Sunday, December 17, 2017
Tampa Bay Buccaneers

Seahawks banged up heading into game against Bucs

RENTON, Wash. — Pete Carroll spent most of his time Monday talking about injuries. He never was asked about the Seattle Seahawks taking a three-game lead in their division.

Seattle's 26-15 win over Philadelphia came with a cost that could leave the Seahawks short-handed going to Tampa Bay on Sunday.

"It's amazing to see it like that. I made mention of it just a week ago, we had one guy with a turned ankle coming out of the game," Carroll said. "To see all these guys on both sides of the ball get nicked, particularly the running backs took a big hit, it's just unusual. It was a crazy day" Sunday.

Seattle's offensive and defensive backfields were left thinned due to key injuries in the victory over the Eagles that gave the Seahawks a three-game cushion over Arizona in the NFC West.

The most serious injury was a fractured shoulder blade by running back C.J. Prosise. Making his second straight start, Prosise had a 72-yard touchdown run in the first quarter but was injured just before halftime.

Carroll said Prosise will not need surgery, but the team is still a couple of weeks away from gathering a precise timeframe if he will return this season. Prosise's injury and a high-ankle sprain by backup Troymaine Pope left Seattle so thin at running back Sunday that backup quarterback Trevone Boykin had one carry in the fourth quarter. The Seahawks tried to avoid overworking Thomas Rawls in his first game since Week 2.

Carroll described Rawls as "trashed" on Monday after playing 40 offensive snaps and getting 17 total touches: 14 carries and three runs.

"He threw his body around like he was in a train wreck. He'll be taken care of this week," Carroll said.

Rookie running back Alex Collins was a healthy scratch on Sunday but almost certainly will be active against the Bucs. Seattle might also look at signing George Farmer off the practice squad for additional depth.

On the other side of the ball, starting safety Earl Thomas and starting cornerback DeShawn Shead both suffered first-degree hamstring strains that will likely require 10 to 14 days to recover. Carroll wouldn't rule out either player for the game against the Bucs but said the typical recovery time is about two weeks.

"That's what normal hamstrings are," Carroll said. "Those guys are rare guys. We'll see what happens. We'll see how they adapt."

Shead felt his hamstring acting up during Saturday's walkthrough and tried to go Sunday but went to the sideline in the first half. Thomas was injured in the third quarter while running downfield in coverage on a ball intercepted by Richard Sherman. Thomas has not missed a game in his professional career and has started 106 consecutive games.

The combination of Jeremy Lane and Neiko Thorpe filled in for Shead, while Steven Terrell took over for Thomas.
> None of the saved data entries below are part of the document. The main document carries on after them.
pub(crate) fn reset(f: &Field, row: &mut RowBuffer) -> ConversionStatus {
    match f.kind {
        FieldKind::Null => ConversionStatus::Ok,
        FieldKind::String { charset } => {
            let len = f.field_length as usize;
            row.slice_mut(f.ptr, len).fill(charset.pad_char());
            ConversionStatus::Ok
        }
        FieldKind::Blob { geometry, .. } => {
            write_blob(f, row, Vec::new());
            if geometry && !f.maybe_null() {
                ConversionStatus::ErrNullConstraintViolation
            } else {
                ConversionStatus::Ok
            }
        }
        FieldKind::Document => {
            write_blob(f, row, Vec::new());
            ConversionStatus::Ok
        }
        _ => {
            let len = f.pack_length();
            row.slice_mut(f.ptr, len).fill(0);
            ConversionStatus::Ok
        }
    }
}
"Both did really well. Both were very solid," Carroll said of Thorpe and Terrell. "Very assignment sound, technique sound, in the right spots throughout. They did a good job, which is a really good sign for us moving forward in the event we have to have those guys playing."

Other injuries for the Seahawks included left tackle George Fant (shoulder), linebacker Brock Coyle (foot sprain), backup wide receiver Tanner McEvoy (toe) and tight end Luke Willson, who appeared to tweak his knee late in the game. Carroll said the expectation is all should be able to play against Tampa Bay.

The one positive with injuries was defensive end Michael Bennett, who had minor knee surgery earlier this month. Carroll said Bennett, a former Buc, is pushing to get back this week against his former team.

"We're going to see what happens. He's going to see how far he can take it. We'll find out," Carroll said. "The trainers and doctors are open for if he can make it back he can play. We'll see if he's able to do that."